**Work request**
Using the data below, return the stretch from the line that contains "let uuid = characteristic.uuid();" through the line that contains "let connection = self.shared.connection.lock();", both included, exactly as it stands and nothing beyond it.

─── Input data

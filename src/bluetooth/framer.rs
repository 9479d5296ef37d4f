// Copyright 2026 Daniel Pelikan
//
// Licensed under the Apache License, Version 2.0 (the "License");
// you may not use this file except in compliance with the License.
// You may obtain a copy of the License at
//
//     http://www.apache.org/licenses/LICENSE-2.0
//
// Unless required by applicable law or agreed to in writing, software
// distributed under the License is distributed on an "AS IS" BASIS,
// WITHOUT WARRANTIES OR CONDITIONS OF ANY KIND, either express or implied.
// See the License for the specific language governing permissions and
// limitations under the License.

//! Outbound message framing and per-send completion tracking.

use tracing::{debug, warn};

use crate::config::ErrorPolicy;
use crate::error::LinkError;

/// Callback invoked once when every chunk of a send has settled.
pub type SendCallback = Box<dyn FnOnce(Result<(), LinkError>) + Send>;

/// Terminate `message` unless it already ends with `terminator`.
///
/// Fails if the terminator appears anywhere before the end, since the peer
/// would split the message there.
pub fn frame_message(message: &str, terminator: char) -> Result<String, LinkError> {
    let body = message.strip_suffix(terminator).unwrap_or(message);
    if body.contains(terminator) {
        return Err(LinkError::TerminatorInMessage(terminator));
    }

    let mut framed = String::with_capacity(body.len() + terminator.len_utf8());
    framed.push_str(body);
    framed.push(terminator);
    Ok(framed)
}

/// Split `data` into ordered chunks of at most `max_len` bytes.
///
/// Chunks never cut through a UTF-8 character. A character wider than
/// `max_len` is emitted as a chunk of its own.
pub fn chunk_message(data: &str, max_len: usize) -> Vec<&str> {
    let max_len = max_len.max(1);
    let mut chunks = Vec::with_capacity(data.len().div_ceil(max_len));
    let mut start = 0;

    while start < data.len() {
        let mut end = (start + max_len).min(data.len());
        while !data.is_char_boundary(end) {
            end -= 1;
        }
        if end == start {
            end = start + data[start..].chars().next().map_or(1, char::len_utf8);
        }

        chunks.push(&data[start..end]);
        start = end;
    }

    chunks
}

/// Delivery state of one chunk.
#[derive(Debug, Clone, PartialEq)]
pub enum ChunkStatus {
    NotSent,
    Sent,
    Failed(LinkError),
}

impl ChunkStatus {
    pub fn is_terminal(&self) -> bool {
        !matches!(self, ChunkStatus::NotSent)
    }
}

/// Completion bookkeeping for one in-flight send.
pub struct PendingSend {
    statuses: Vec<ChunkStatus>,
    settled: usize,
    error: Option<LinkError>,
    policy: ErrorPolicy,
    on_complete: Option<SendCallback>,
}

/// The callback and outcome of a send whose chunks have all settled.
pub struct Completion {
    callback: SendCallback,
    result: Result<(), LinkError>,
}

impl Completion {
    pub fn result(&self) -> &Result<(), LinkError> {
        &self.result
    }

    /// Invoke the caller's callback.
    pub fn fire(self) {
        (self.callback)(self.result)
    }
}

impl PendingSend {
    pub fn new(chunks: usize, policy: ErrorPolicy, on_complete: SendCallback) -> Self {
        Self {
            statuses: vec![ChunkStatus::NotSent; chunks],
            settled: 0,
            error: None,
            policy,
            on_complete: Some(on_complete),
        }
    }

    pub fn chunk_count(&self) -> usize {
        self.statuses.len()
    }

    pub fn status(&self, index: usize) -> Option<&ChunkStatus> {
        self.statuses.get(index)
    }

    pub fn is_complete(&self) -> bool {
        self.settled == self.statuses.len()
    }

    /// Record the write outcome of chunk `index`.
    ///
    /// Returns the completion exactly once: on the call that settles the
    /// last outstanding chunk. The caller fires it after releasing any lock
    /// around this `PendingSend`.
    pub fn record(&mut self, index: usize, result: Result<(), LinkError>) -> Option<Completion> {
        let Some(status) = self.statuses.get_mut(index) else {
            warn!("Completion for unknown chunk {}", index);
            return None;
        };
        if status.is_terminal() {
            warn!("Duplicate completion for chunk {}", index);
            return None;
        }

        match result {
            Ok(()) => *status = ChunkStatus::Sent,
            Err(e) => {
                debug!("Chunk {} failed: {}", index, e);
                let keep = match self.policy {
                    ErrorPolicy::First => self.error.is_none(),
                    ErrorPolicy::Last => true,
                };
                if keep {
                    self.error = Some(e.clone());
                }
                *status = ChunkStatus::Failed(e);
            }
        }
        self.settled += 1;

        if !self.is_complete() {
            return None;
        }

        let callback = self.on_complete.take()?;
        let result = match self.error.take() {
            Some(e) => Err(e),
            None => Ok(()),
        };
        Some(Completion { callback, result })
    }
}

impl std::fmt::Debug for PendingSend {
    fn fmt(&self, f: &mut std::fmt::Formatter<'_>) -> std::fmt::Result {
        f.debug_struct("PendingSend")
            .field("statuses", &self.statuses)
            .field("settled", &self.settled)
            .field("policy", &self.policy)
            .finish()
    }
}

──────
─── Input data

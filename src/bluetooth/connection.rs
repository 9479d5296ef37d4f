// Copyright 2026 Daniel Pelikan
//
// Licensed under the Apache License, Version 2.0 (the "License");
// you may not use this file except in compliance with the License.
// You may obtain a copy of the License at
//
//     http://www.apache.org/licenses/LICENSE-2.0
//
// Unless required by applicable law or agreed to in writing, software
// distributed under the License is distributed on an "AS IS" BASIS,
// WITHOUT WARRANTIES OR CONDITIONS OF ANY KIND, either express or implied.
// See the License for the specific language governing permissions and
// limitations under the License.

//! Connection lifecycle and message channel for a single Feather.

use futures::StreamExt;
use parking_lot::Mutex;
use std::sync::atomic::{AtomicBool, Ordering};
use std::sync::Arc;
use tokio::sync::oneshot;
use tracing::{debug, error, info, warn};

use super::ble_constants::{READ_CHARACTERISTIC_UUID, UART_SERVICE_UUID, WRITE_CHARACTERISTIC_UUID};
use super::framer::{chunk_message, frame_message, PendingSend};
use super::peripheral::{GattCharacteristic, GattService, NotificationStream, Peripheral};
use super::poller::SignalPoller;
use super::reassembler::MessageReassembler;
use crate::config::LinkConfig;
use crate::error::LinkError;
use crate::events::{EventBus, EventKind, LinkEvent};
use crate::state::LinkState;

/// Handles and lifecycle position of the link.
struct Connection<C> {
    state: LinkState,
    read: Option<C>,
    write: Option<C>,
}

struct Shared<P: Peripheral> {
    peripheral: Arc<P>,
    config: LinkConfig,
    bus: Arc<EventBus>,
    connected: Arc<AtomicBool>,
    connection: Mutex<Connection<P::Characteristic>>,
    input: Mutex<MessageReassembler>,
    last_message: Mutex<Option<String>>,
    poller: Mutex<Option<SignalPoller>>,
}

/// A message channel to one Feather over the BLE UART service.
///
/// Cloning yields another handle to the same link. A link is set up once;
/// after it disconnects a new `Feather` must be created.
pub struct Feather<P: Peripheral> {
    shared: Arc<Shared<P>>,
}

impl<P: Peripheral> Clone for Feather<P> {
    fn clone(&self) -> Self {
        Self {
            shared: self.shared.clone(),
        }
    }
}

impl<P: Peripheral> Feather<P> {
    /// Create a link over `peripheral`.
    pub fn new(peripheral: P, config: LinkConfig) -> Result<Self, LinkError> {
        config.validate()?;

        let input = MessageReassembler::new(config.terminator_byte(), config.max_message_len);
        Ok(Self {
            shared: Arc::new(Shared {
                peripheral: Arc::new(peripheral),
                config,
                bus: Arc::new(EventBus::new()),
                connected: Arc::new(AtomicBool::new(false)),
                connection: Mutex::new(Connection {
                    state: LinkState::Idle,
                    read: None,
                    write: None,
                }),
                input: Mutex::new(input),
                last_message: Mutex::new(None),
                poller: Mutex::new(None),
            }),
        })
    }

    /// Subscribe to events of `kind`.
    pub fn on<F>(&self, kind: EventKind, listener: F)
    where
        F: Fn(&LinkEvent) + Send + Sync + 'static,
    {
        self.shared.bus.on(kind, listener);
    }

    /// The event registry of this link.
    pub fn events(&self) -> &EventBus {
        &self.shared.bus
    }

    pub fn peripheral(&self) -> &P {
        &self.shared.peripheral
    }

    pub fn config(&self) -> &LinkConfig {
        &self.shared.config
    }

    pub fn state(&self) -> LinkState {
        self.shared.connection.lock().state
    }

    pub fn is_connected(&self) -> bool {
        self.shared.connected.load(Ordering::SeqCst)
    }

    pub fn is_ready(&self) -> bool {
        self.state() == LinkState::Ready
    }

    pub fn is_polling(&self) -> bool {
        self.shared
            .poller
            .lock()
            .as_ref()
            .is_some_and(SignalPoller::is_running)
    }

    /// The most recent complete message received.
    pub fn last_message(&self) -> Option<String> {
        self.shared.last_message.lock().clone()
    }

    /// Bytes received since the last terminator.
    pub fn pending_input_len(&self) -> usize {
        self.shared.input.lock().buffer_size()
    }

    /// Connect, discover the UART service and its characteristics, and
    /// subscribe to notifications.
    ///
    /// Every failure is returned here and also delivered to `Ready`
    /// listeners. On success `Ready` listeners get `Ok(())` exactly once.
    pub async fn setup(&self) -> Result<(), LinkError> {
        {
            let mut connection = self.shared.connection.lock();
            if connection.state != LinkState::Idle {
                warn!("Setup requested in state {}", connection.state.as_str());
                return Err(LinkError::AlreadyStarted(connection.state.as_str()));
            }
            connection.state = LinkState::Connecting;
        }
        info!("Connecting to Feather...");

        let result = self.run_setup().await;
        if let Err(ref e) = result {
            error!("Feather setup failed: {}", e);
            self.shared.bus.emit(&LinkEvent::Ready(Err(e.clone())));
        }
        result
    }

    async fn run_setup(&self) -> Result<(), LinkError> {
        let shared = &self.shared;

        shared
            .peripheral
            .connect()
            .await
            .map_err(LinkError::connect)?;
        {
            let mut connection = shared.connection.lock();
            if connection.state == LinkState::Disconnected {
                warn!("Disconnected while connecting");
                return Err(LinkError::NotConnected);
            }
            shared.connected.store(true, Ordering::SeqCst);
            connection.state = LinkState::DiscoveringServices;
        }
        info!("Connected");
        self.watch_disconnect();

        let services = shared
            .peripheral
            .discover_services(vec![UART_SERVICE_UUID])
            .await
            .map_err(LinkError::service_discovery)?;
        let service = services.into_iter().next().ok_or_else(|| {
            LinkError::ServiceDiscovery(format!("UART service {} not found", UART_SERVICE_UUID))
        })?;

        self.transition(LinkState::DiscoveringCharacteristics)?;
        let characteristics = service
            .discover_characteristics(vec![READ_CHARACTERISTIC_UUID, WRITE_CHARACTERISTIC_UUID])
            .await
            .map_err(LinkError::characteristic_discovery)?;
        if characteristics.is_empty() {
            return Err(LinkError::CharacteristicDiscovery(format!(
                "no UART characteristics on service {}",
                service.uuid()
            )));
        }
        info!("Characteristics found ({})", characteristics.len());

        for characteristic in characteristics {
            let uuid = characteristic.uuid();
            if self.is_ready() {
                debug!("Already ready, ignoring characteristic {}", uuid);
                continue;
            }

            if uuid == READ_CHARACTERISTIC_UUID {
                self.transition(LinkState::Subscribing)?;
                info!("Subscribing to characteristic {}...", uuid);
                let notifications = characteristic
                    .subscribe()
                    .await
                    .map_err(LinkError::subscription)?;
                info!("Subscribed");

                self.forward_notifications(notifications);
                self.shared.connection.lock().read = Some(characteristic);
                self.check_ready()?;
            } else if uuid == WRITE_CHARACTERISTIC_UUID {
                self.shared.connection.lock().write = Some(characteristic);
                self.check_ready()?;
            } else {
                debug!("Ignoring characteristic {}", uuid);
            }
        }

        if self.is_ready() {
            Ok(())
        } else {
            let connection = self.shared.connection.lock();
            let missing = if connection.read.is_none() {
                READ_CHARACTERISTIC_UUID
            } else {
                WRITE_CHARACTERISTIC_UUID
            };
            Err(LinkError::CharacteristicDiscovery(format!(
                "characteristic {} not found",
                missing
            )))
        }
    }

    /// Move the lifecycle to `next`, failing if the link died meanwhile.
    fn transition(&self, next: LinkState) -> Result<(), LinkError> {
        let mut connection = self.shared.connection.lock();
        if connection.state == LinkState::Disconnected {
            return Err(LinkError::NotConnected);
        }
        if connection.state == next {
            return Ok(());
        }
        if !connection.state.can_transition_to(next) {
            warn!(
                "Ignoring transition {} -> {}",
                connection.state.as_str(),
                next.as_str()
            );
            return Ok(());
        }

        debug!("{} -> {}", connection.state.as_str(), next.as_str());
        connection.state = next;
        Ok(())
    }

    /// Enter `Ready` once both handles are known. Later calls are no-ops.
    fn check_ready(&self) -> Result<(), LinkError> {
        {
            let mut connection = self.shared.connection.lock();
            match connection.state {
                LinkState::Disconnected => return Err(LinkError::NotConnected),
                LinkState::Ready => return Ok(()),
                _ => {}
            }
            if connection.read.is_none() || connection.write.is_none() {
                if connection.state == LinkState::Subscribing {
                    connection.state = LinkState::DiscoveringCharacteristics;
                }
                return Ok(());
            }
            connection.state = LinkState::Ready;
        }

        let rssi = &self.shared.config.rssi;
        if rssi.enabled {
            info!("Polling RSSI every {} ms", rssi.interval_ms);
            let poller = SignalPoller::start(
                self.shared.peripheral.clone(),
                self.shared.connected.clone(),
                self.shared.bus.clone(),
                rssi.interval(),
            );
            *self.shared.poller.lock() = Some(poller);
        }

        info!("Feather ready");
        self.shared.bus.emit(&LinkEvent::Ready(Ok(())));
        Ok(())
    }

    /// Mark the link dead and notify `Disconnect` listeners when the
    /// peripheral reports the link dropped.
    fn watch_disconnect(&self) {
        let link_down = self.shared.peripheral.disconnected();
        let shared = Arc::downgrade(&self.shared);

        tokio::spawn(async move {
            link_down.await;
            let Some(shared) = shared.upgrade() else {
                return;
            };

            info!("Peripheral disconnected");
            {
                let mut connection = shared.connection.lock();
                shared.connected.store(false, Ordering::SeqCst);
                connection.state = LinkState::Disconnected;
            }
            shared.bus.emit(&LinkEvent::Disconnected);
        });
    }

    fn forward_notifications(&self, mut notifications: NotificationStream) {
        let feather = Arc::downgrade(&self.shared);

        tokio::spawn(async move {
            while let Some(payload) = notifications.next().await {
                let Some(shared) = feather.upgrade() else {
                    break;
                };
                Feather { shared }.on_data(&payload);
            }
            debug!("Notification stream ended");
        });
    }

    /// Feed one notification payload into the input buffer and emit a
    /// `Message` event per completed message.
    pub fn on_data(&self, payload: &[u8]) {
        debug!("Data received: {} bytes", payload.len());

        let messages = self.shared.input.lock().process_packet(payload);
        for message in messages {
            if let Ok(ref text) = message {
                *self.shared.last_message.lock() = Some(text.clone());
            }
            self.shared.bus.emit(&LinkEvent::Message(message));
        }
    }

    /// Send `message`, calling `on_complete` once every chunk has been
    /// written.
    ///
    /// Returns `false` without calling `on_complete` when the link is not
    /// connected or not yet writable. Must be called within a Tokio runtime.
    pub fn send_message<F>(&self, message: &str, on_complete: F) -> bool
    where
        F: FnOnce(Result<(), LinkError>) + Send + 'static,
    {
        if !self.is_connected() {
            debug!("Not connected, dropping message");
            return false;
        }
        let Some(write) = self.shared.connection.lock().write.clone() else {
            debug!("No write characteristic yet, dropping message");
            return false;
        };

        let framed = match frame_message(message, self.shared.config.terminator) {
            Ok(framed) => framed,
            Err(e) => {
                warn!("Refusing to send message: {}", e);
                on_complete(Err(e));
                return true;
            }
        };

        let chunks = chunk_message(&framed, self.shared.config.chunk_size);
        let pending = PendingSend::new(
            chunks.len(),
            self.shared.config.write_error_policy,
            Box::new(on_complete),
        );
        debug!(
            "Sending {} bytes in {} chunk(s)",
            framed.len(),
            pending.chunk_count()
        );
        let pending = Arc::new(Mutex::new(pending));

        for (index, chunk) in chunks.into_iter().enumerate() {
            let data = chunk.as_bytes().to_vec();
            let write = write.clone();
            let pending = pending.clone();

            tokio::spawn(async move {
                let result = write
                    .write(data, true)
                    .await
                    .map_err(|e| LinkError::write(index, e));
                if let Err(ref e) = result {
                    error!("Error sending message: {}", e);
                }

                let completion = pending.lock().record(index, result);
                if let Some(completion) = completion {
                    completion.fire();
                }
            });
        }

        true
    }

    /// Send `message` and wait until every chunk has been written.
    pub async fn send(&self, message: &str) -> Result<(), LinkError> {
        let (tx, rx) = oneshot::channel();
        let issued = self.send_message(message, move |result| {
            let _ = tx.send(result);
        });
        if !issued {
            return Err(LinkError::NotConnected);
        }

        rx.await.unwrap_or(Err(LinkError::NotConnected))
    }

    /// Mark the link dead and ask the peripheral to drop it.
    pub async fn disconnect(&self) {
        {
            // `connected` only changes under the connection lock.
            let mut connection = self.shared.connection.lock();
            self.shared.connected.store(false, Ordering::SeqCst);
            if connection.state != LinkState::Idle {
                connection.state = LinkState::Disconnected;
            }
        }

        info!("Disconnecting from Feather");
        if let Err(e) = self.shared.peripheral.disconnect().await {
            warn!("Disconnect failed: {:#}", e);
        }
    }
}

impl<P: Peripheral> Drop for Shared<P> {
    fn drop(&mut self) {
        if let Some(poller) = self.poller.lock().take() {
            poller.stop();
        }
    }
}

──────

**Output**
            let uuid = characteristic.uuid();
            if self.is_ready() {
                debug!("Already ready, ignoring characteristic {}", uuid);
                continue;
            }

            if uuid == READ_CHARACTERISTIC_UUID {
                self.transition(LinkState::Subscribing)?;
                info!("Subscribing to characteristic {}...", uuid);
                let notifications = characteristic
                    .subscribe()
                    .await
                    .map_err(LinkError::subscription)?;
                info!("Subscribed");

                self.forward_notifications(notifications);
                self.shared.connection.lock().read = Some(characteristic);
                self.check_ready()?;
            } else if uuid == WRITE_CHARACTERISTIC_UUID {
                self.shared.connection.lock().write = Some(characteristic);
                self.check_ready()?;
            } else {
                debug!("Ignoring characteristic {}", uuid);
            }
        }

        if self.is_ready() {
            Ok(())
        } else {
            let connection = self.shared.connection.lock();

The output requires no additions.